At the meeting, UP learned two nearby call boxes didn’t work. Subsequently, USF’s Physical Plant was sent out to remedy the problem.

“Nobody knew this until somebody mentioned it at the group meeting,” Johnson said. “The next day we had Physical Plant doing something about it.”

Residence Services Director Tom Kane also said there were no complaints about two malfunctioning entrances at Magnolia until the meeting.

“We lock all the exterior doors of all the residence halls and then a student goes and breaks them open,” Kane said. “Then they get mad at us for it because we go right behind them and secure them. We can’t know everything. We are depending on students to tell us when there is a problem and if things need to be done.”

Kane said maintenance workers replaced the locks Monday.

“We had a lot of people out there looking at those doors,” Kane said. “We found two doors that if you pulled them hard enough you could pop them open.”

Also, a former Magnolia resident assistant told the Oracle on Sunday that students had also been concerned with lighting.

“I can recall a number of requests made by multiple RAs to Residence Services and the University Police for more lighting,” he said.

But Kane said lighting around the area was sufficient.

“People have said there could have been better lighting, but if you look at the video footage of the suspects running away at the time of the murder, it was pretty well lit,” Kane said.

Both Klingebiel and Kane said they had not received requests for lighting improvements.

“What do you do to make everything absolutely safe?” Kane said. “Even if you have everything well lit, that doesn’t guarantee you safety. I think sometimes students think that nothing can happen to them because they’re on a college campus, and we work real hard trying to get people to understand they’ve got to be careful when they go out.”
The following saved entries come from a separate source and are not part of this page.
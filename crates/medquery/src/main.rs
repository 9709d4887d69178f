mod backend;
mod cli;
mod commands;
mod config;
mod error;
mod output;

use clap::Parser;
use tracing_subscriber::EnvFilter;

use crate::cli::{Cli, Command};
use crate::error::CliError;

#[tokio::main]
async fn main() {
    // Parse CLI arguments
    let cli = Cli::parse();

    // A broken config file still gets reported properly by `run`.
    let log_filter = config::load(&cli.global)
        .ok()
        .and_then(|cfg| cfg.defaults.log_filter);
    init_tracing(cli.global.verbose, log_filter.as_deref());

    // Dispatch and handle errors with proper exit codes
    if let Err(err) = run(cli).await {
        let code = err.exit_code();
        eprintln!("{:?}", miette::Report::new(err));
        std::process::exit(code);
    }
}

/// `RUST_LOG` wins, then `-v`, then the config file's `log_filter`.
fn init_tracing(verbosity: u8, configured: Option<&str>) {
    let filter = match (verbosity, configured) {
        (0, Some(configured)) => configured,
        (0, None) => "warn",
        (1, _) => "info",
        (2, _) => "debug",
        _ => "trace",
    };

    tracing_subscriber::fmt()
        .with_env_filter(
            EnvFilter::try_from_default_env().unwrap_or_else(|_| EnvFilter::new(filter)),
        )
        .with_target(false)
        .with_writer(std::io::stderr)
        .init();
}

async fn run(cli: Cli) -> Result<(), CliError> {
    match cli.command {
        // Config commands manage the file itself
        Command::Config(args) => commands::config_cmd::handle(args, &cli.global),

        // Shell completions generation
        Command::Completions(args) => {
            use clap::CommandFactory;
            use clap_complete::generate;

            let mut cmd = Cli::command();
            generate(args.shell, &mut cmd, "medquery", &mut std::io::stdout());
            Ok(())
        }

        cmd => {
            let cfg = config::load(&cli.global)?;
            tracing::debug!(command = ?cmd, "dispatching command");
            commands::dispatch(cmd, &cfg, &cli.global).await
        }
    }
}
In the future, Kane said students need to communicate with Residence Services when they have a discrepancy.

“We put locks on all the doors in the apartments and into the bedrooms, and then the students don’t lock them. We try, but until something really terrible like this happens, people don’t think about it.”

Of the 47 total officers UP is allowed to hire, there are a total of 42 filled positions. Johnson said a few applicants were going through examinations and others are still going through the interviewing process.

Additionally, Johnson said the University has made requests to the legislature for two additional positions for sworn officers and two for senior security guards.

“There also has been a proposal that has been brought forward to increase the number of officers on the force by nine over the next three years,” Johnson said. “So a lot is being done by the University to continually increase.”

Klingebiel said authorities are going to do whatever it takes to make students feel secure.

“Bottom line is we’re going to be out there as long as it takes to have the community feel that it is and continues to be a safe educational environment,” Klingebiel said.